What is being asked:
Where does the word "buffer" show up in the data? Please find each such line and copy it.

Data section:
//! C5: the solid encoder — the alternate path taken when `solid_mode` is
//! set, trading per-item parallelism for one coder running across every
//! item's bytes concatenated together (§4.5).

use std::io::Read;

use crate::coder::CoderFactory;
use crate::crc::CrcReader;
use crate::error::ArchiverError;
use crate::item::InputItem;

/// Hard ceiling on a solid block's combined declared size, per §9's Open
/// Question #3 decision (pinned, not configurable).
const MAX_SOLID_BYTES: u64 = 4 * 1024 * 1024 * 1024;

/// Per-item metadata recovered after the combined buffer has been built —
/// everything the archive assembler needs to register this item as one
/// substream of the resulting folder.
pub struct SolidItemMeta {
    pub name: Option<String>,
    pub attrs: u32,
    pub mtime: Option<u64>,
    pub uncompressed_size: u64,
    pub crc: u32,
}

/// The outcome of [`encode_solid_block`]: one compressed buffer plus the
/// per-item metadata needed to describe it as a folder's substreams.
pub struct SolidResult {
    pub compressed: Vec<u8>,
    pub coder_properties: Vec<u8>,
    /// Set only when a password was supplied: the AES coder's ciphertext
    /// over `compressed`, i.e. what actually goes into the pack region.
    pub encrypted: Option<Vec<u8>>,
    pub encryption_properties: Option<Vec<u8>>,
    pub items: Vec<SolidItemMeta>,
}

/// Runs the full solid algorithm from §4.5 over every item in `items`, in
/// order. Every item is read to completion regardless of whether it turns
/// out to be empty — `declared_size == 0` means "unknown, read until EOF"
/// per [`InputItem`]'s contract, not "empty", so emptiness can only be
/// decided from the bytes actually observed (§9's Open Question #1
/// decision). Callers classify the returned metas into folder substreams vs.
/// [`crate::archive::ArchiveAssembler::add_empty_item`] entries by checking
/// `uncompressed_size == 0` after the fact.
pub fn encode_solid_block(
    items: Vec<InputItem>,
    factory: &dyn CoderFactory,
    method_id: u64,
    level: u8,
    password_utf16le: Option<&[u8]>,
) -> Result<SolidResult, ArchiverError> {
    let mut buffer = Vec::new();
    let mut metas = Vec::with_capacity(items.len());
    let mut total_declared: u64 = 0;

    for item in items {
        let name = item.name.clone();
        let attrs = item.attrs;
        let mtime = item.mtime;
        let declared_size = item.declared_size;
        let source = item.into_reader();

        // A fast precheck against declared sizes, so an obviously-oversized
        // batch of known-size items is rejected before any reading; items
        // whose size is unknown (`declared_size == 0`) fall through to the
        // post-read check below instead.
        if declared_size > 0 {
            total_declared = total_declared.checked_add(declared_size).ok_or_else(|| {
                ArchiverError::InvalidArgument("solid block size overflowed a u64".into())
            })?;
            if total_declared > MAX_SOLID_BYTES {
                return Err(ArchiverError::InvalidArgument(format!(
                    "solid block of at least {total_declared} declared bytes exceeds the {MAX_SOLID_BYTES}-byte ceiling"
                )));
            }
        }

        let start = buffer.len();
        let (crc, bytes_read) = if declared_size > 0 {
            let mut reader = CrcReader::new(source.take(declared_size));
            reader
                .read_to_end(&mut buffer)
                .map_err(ArchiverError::IoError)?;
            reader.finish()
        } else {
            let mut reader = CrcReader::new(source);
            reader
                .read_to_end(&mut buffer)
                .map_err(ArchiverError::IoError)?;
            reader.finish()
        };
        debug_assert!(buffer.len() - start == bytes_read as usize);

        if buffer.len() as u64 > MAX_SOLID_BYTES {
            return Err(ArchiverError::InvalidArgument(format!(
                "solid block exceeds the {MAX_SOLID_BYTES}-byte ceiling"
            )));
        }

        metas.push(SolidItemMeta {
            name,
            attrs,
            mtime,
            uncompressed_size: bytes_read,
            crc,
        });
    }

    let mut coder = factory.create(method_id, level)?;
    let mut compressed = Vec::new();
    let mut source = std::io::Cursor::new(&buffer);
    coder.code(&mut source, &mut compressed, Some(buffer.len() as u64), None)?;
    let mut coder_properties = Vec::new();
    coder
        .serialize_properties(&mut coder_properties)
        .map_err(|e| ArchiverError::CoderError(e.to_string()))?;

    let (encrypted, encryption_properties) = match password_utf16le {
        Some(pw) => {
            let mut aes = factory.create(crate::coder::method_id::AES_256_SHA_256, level)?;
            aes.set_password(pw);
            let mut ciphertext = Vec::new();
            aes.code(
                &mut std::io::Cursor::new(&compressed),
                &mut ciphertext,
                Some(compressed.len() as u64),
                None,
            )?;
            let mut aes_properties = Vec::new();
            aes.serialize_properties(&mut aes_properties)
                .map_err(|e| ArchiverError::CoderError(e.to_string()))?;
            (Some(ciphertext), Some(aes_properties))
        }
        None => (None, None),
    };

    Ok(SolidResult {
        compressed,
        coder_properties,
        encrypted,
        encryption_properties,
        items: metas,
    })
}

#[cfg(test)]
mod tests {
    use super::*;
    use crate::coder::{method_id, DefaultCoderRegistry};
    use std::io::Cursor;

    fn item(data: &[u8], name: &str) -> InputItem {
        InputItem::new(Cursor::new(data.to_vec()))
            .with_name(name)
            .with_declared_size(data.len() as u64)
    }

    #[test]
    fn combines_items_into_one_coder_run() {
        let items = vec![item(b"aaaa", "a"), item(b"bbbb", "b"), item(b"cc", "c")];
        let result = encode_solid_block(
            items,
            &DefaultCoderRegistry,
            method_id::COPY,
            0,
            None,
        )
        .unwrap();
        assert_eq!(result.compressed, b"aaaabbbbcc");
        assert_eq!(result.items.len(), 3);
        assert_eq!(result.items[0].uncompressed_size, 4);
        assert_eq!(result.items[2].uncompressed_size, 2);
    }

    #[test]
    fn rejects_a_block_over_the_four_gibibyte_ceiling() {
        let oversized = InputItem::new(Cursor::new(Vec::<u8>::new()))
            .with_declared_size(MAX_SOLID_BYTES + 1);
        let err = encode_solid_block(
            vec![oversized],
            &DefaultCoderRegistry,
            method_id::COPY,
            0,
            None,
        )
        .unwrap_err();
        assert!(matches!(err, ArchiverError::InvalidArgument(_)));
    }

    #[test]
    fn an_item_with_no_bytes_gets_a_zero_size_meta_not_exclusion() {
        let items = vec![item(b"data", "d"), item(b"", "empty")];
        let result = encode_solid_block(items, &DefaultCoderRegistry, method_id::COPY, 0, None).unwrap();
        assert_eq!(result.items.len(), 2);
        assert_eq!(result.items[0].uncompressed_size, 4);
        assert_eq!(result.items[1].uncompressed_size, 0);
    }

    #[test]
    fn a_declared_size_of_zero_still_reads_the_item_to_eof() {
        // declared_size == 0 means "unknown", not "empty" — the reader must
        // still be drained to EOF rather than truncated to zero bytes.
        let item = InputItem::new(Cursor::new(b"unknown length".to_vec())).with_name("u");
        let result =
            encode_solid_block(vec![item], &DefaultCoderRegistry, method_id::COPY, 0, None).unwrap();
        assert_eq!(result.compressed, b"unknown length");
        assert_eq!(result.items[0].uncompressed_size, 14);
    }
}
//! Low-level key derivation shared by the AES-256 coder (`coder::aes`).
//!
//! This module intentionally stops at key derivation: the AES-GCM cipher
//! itself, the salt/nonce it needs, and the coder-properties encoding all
//! live in `coder::aes`, which is the `Coder` trait implementation that
//! actually drives this.

use pbkdf2::pbkdf2_hmac;
use rand::rngs::OsRng;
use rand::RngCore;
use sha2::Sha256;

pub const KEY_SIZE: usize = 32; // 256 bits for AES-256
pub const SALT_SIZE: usize = 16;
pub const NONCE_SIZE: usize = 12; // 96 bits, as AES-GCM requires

/// Derives a 256-bit key from already-encoded password bytes (the core
/// hands this module UTF-16LE bytes, per §6's `set_password` contract) and a
/// salt, iterated `2^num_cycles_power` times — mirroring 7z's own
/// cycles-power knob for PBKDF2 rounds rather than a fixed round count.
pub fn derive_key(password_bytes: &[u8], salt: &[u8], num_cycles_power: u8) -> [u8; KEY_SIZE] {
    let rounds = 1u32 << num_cycles_power.min(24);
    let mut key = [0u8; KEY_SIZE];
    pbkdf2_hmac::<Sha256>(password_bytes, salt, rounds, &mut key);
    key
}

pub fn random_salt() -> [u8; SALT_SIZE] {
    let mut salt = [0u8; SALT_SIZE];
    OsRng.fill_bytes(&mut salt);
    salt
}

pub fn random_nonce() -> [u8; NONCE_SIZE] {
    let mut nonce = [0u8; NONCE_SIZE];
    OsRng.fill_bytes(&mut nonce);
    nonce
}

/// Encodes a password the way §6's `set_password` contract requires: UTF-16LE
/// code units, no BOM, no trailing NUL.
pub fn password_to_utf16le(password: &str) -> Vec<u8> {
    password
        .encode_utf16()
        .flat_map(|unit| unit.to_le_bytes())
        .collect()
}

#[cfg(test)]
mod tests {
    use super::*;

    #[test]
    fn derive_key_is_deterministic_for_same_inputs() {
        let salt = [7u8; SALT_SIZE];
        let a = derive_key(b"\x70\x00\x77\x00", &salt, 4);
        let b = derive_key(b"\x70\x00\x77\x00", &salt, 4);
        assert_eq!(a, b);
    }

    #[test]
    fn derive_key_differs_across_salts() {
        let a = derive_key(b"secret", &[1u8; SALT_SIZE], 4);
        let b = derive_key(b"secret", &[2u8; SALT_SIZE], 4);
        assert_ne!(a, b);
    }
}
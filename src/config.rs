//! C4's configuration surface: validated setters over the value described in
//! §3, with the coercions the spec mandates (never a hard error for an
//! out-of-range worker count or level — only the documented ceilings reject).

use std::path::PathBuf;

use crate::coder::method_id;
use crate::error::ArchiverError;

const MAX_WORKER_COUNT: usize = 256;
const DEFAULT_PROGRESS_INTERVAL_MS: u64 = 100;

/// Raw key/IV material for the (currently inert — see DESIGN.md) direct-key
/// encryption path.
#[derive(Debug, Clone)]
pub struct RawEncryptionMaterial {
    pub key: Vec<u8>,
    pub iv: Vec<u8>,
}

/// Configuration for a [`crate::ParallelCompressor`]. Every setter is
/// idempotent and coerces out-of-range numeric values per §3 rather than
/// failing; only structurally invalid combinations (validated lazily, at
/// batch time) return an error.
#[derive(Debug, Clone)]
pub struct CompressorConfig {
    worker_count: usize,
    level: u8,
    method_id: u64,
    password: Option<String>,
    solid_mode: bool,
    solid_block_size: usize,
    volume_size: Option<u64>,
    volume_prefix: Option<PathBuf>,
    progress_interval_ms: u64,
    raw_encryption_material: Option<RawEncryptionMaterial>,
}

impl Default for CompressorConfig {
    fn default() -> Self {
        Self {
            worker_count: 1,
            level: 5,
            // §3 names bare LZMA as the spec default, but `DefaultCoderRegistry`
            // never implements it (see DESIGN.md) — LZMA2 is the closest
            // coder this crate actually ships, so it is the substituted default.
            method_id: method_id::LZMA2,
            password: None,
            solid_mode: false,
            solid_block_size: 0,
            volume_size: None,
            volume_prefix: None,
            progress_interval_ms: DEFAULT_PROGRESS_INTERVAL_MS,
            raw_encryption_material: None,
        }
    }
}

impl CompressorConfig {
    pub fn new() -> Self {
        Self::default()
    }

    /// 0 is coerced to 1; values above 256 are coerced to 256.
    pub fn set_worker_count(&mut self, n: usize) -> &mut Self {
        self.worker_count = n.clamp(1, MAX_WORKER_COUNT);
        if n == 0 {
            self.worker_count = 1;
        }
        self
    }

    /// Values above 9 are coerced to 9.
    pub fn set_level(&mut self, level: u8) -> &mut Self {
        self.level = level.min(9);
        self
    }

    pub fn set_method_id(&mut self, method_id: u64) -> &mut Self {
        self.method_id = method_id;
        self
    }

    pub fn set_password(&mut self, password: impl Into<String>) -> &mut Self {
        self.password = Some(password.into());
        self
    }

    pub fn clear_password(&mut self) -> &mut Self {
        self.password = None;
        self
    }

    pub fn set_solid_mode(&mut self, enabled: bool) -> &mut Self {
        self.solid_mode = enabled;
        self
    }

    pub fn set_solid_block_size(&mut self, items_per_block: usize) -> &mut Self {
        self.solid_block_size = items_per_block;
        self
    }

    pub fn set_volumes(&mut self, volume_size: u64, prefix: impl Into<PathBuf>) -> &mut Self {
        self.volume_size = Some(volume_size);
        self.volume_prefix = Some(prefix.into());
        self
    }

    pub fn clear_volumes(&mut self) -> &mut Self {
        self.volume_size = None;
        self.volume_prefix = None;
        self
    }

    pub fn set_progress_interval_ms(&mut self, ms: u64) -> &mut Self {
        self.progress_interval_ms = ms;
        self
    }

    /// Stored but not consulted while `password` is set — see the DESIGN.md
    /// Open Question decision: password-set is the canonical encryption
    /// enable, this is a reserved, currently-inert alternate path.
    pub fn set_raw_encryption_material(&mut self, key: Vec<u8>, iv: Vec<u8>) -> &mut Self {
        self.raw_encryption_material = Some(RawEncryptionMaterial { key, iv });
        self
    }

    pub fn worker_count(&self) -> usize {
        self.worker_count
    }

    pub fn level(&self) -> u8 {
        self.level
    }

    pub fn method_id(&self) -> u64 {
        self.method_id
    }

    pub fn password(&self) -> Option<&str> {
        self.password.as_deref()
    }

    pub fn encryption_enabled(&self) -> bool {
        self.password.is_some()
    }

    pub fn solid_mode(&self) -> bool {
        self.solid_mode
    }

    pub fn solid_block_size(&self) -> usize {
        self.solid_block_size
    }

    pub fn volumes(&self) -> Option<(u64, &std::path::Path)> {
        match (self.volume_size, &self.volume_prefix) {
            (Some(size), Some(prefix)) => Some((size, prefix.as_path())),
            _ => None,
        }
    }

    pub fn progress_interval_ms(&self) -> u64 {
        self.progress_interval_ms
    }

    pub fn raw_encryption_material(&self) -> Option<&RawEncryptionMaterial> {
        self.raw_encryption_material.as_ref()
    }

    /// Validates combinations that can't be fixed by coercion; called once
    /// per batch rather than per setter, since a setter alone can't know
    /// whether e.g. a future `set_volumes` call will complete the pair.
    pub(crate) fn validate(&self) -> Result<(), ArchiverError> {
        if let Some(material) = &self.raw_encryption_material {
            if material.key.is_empty() != material.iv.is_empty() {
                return Err(ArchiverError::InvalidArgument(
                    "raw_encryption_material requires both key and iv, or neither".into(),
                ));
            }
        }
        Ok(())
    }
}

#[cfg(test)]
mod tests {
    use super::*;

    #[test]
    fn worker_count_zero_coerces_to_one() {
        let mut c = CompressorConfig::new();
        c.set_worker_count(0);
        assert_eq!(c.worker_count(), 1);
    }

    #[test]
    fn worker_count_above_ceiling_coerces_to_256() {
        let mut c = CompressorConfig::new();
        c.set_worker_count(1_000_000);
        assert_eq!(c.worker_count(), 256);
    }

    #[test]
    fn level_above_nine_coerces_to_nine() {
        let mut c = CompressorConfig::new();
        c.set_level(250);
        assert_eq!(c.level(), 9);
    }

    #[test]
    fn password_is_the_canonical_encryption_switch() {
        let mut c = CompressorConfig::new();
        assert!(!c.encryption_enabled());
        c.set_password("hunter2");
        assert!(c.encryption_enabled());
    }
}
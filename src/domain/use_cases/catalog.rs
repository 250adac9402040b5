use serde::Serialize;
use uuid::Uuid;
use validator::Validate;

use crate::{
    entities::{
        category::{
            Category, CategoryCreatedResponse, CategoryWithCount, NewCategory,
            UpdateCategoryRequest,
        },
        project::{NewProject, Project, ProjectCreatedResponse, UpdateProjectRequest},
    },
    errors::AppError,
    repositories::{category::CategoryRepository, project::ProjectRepository},
};

/// The public catalog: categories newest-first, each with its project count.
#[derive(Debug, Serialize)]
pub struct CatalogResponse {
    pub categories: Vec<CategoryWithCount>,
}

/// One category with the projects that reference it.
#[derive(Debug, Serialize)]
#[serde(rename_all = "camelCase")]
pub struct CategoryDetailResponse {
    #[serde(flatten)]
    pub category: Category,
    pub projects: Vec<Project>,
}

/// Full dashboard listing: every category with its projects grouped under it.
#[derive(Debug, Serialize)]
pub struct DashboardListingResponse {
    pub categories: Vec<CategoryDetailResponse>,
}

pub struct CatalogHandler<C, P>
where
    C: CategoryRepository,
    P: ProjectRepository,
{
    pub category_repo: C,
    pub project_repo: P,
}

impl<C, P> CatalogHandler<C, P>
where
    C: CategoryRepository,
    P: ProjectRepository,
{
    pub fn new(category_repo: C, project_repo: P) -> Self {
        CatalogHandler { category_repo, project_repo }
    }

    // ── Categories ────────────────────────────────────────────────

    pub async fn create_category(
        &self,
        request: NewCategory,
    ) -> Result<CategoryCreatedResponse, AppError> {
        let request = request.normalized();
        request.validate()?;

        let id = self.category_repo.create_category(&request).await?;

        Ok(CategoryCreatedResponse {
            id,
            message: "Category created".to_string(),
        })
    }

    pub async fn update_category(
        &self,
        id: &Uuid,
        request: UpdateCategoryRequest,
    ) -> Result<Category, AppError> {
        request.validate()?;

        self.category_repo.update_category(id, &request).await
    }

    /// Deletes the category only. Its projects keep their category_id and
    /// become orphans; a category-filtered fetch still returns them.
    pub async fn delete_category(&self, id: &Uuid) -> Result<(), AppError> {
        self.category_repo
            .delete_category(id)
            .await
            .map_err(|e| match e {
                AppError::NotFound(_) => AppError::NotFound("Category not found".to_string()),
                _ => e,
            })
    }

    // ── Projects ──────────────────────────────────────────────────

    pub async fn create_project(
        &self,
        request: NewProject,
    ) -> Result<ProjectCreatedResponse, AppError> {
        let request = request.normalized();
        request.validate()?;

        let id = self.project_repo.create_project(&request).await?;

        Ok(ProjectCreatedResponse {
            id,
            message: "Project added".to_string(),
        })
    }

    pub async fn update_project(
        &self,
        id: &Uuid,
        request: UpdateProjectRequest,
    ) -> Result<Project, AppError> {
        let request = request.normalized();
        request.validate()?;

        self.project_repo.update_project(id, &request).await
    }

    pub async fn delete_project(&self, id: &Uuid) -> Result<(), AppError> {
        self.project_repo
            .delete_project(id)
            .await
            .map_err(|e| match e {
                AppError::NotFound(_) => AppError::NotFound("Project not found".to_string()),
                _ => e,
            })
    }

    // ── Views ─────────────────────────────────────────────────────

    /// Public catalog view: both collections are fetched in full and counts
    /// are computed by scanning projects per category. Fine at tens to low
    /// hundreds of records.
    pub async fn get_catalog(&self) -> Result<CatalogResponse, AppError> {
        let categories = self.category_repo.list_categories().await?;
        let projects = self.project_repo.list_projects().await?;

        let categories = categories
            .into_iter()
            .map(|category| {
                let project_count = projects
                    .iter()
                    .filter(|p| p.category_id == category.id)
                    .count();
                CategoryWithCount { category, project_count }
            })
            .collect();

        Ok(CatalogResponse { categories })
    }

    /// Detail view for one category: the category plus its projects filtered
    /// by category_id equality.
    pub async fn get_category_detail(&self, id: &Uuid) -> Result<CategoryDetailResponse, AppError> {
        let category = self
            .category_repo
            .get_category_by_id(id)
            .await
            .map_err(|e| match e {
                AppError::NotFound(_) => AppError::NotFound("Category not found".to_string()),
                _ => e,
            })?;

        let projects = self.project_repo.list_projects_by_category(id).await?;

        Ok(CategoryDetailResponse { category, projects })
    }

    /// Admin listing: full re-fetch of both collections, projects grouped
    /// under their parent category in memory.
    pub async fn get_dashboard_listing(&self) -> Result<DashboardListingResponse, AppError> {
        let categories = self.category_repo.list_categories().await?;
        let projects = self.project_repo.list_projects().await?;

        let categories = categories
            .into_iter()
            .map(|category| {
                let projects = projects
                    .iter()
                    .filter(|p| p.category_id == category.id)
                    .cloned()
                    .collect();
                CategoryDetailResponse { category, projects }
            })
            .collect();

        Ok(DashboardListingResponse { categories })
    }
}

Task answer:
/// Per-item metadata recovered after the combined buffer has been built —
/// The outcome of [`encode_solid_block`]: one compressed buffer plus the
    let mut buffer = Vec::new();
        let start = buffer.len();
                .read_to_end(&mut buffer)
                .read_to_end(&mut buffer)
        debug_assert!(buffer.len() - start == bytes_read as usize);
        if buffer.len() as u64 > MAX_SOLID_BYTES {
    let mut source = std::io::Cursor::new(&buffer);
    coder.code(&mut source, &mut compressed, Some(buffer.len() as u64), None)?;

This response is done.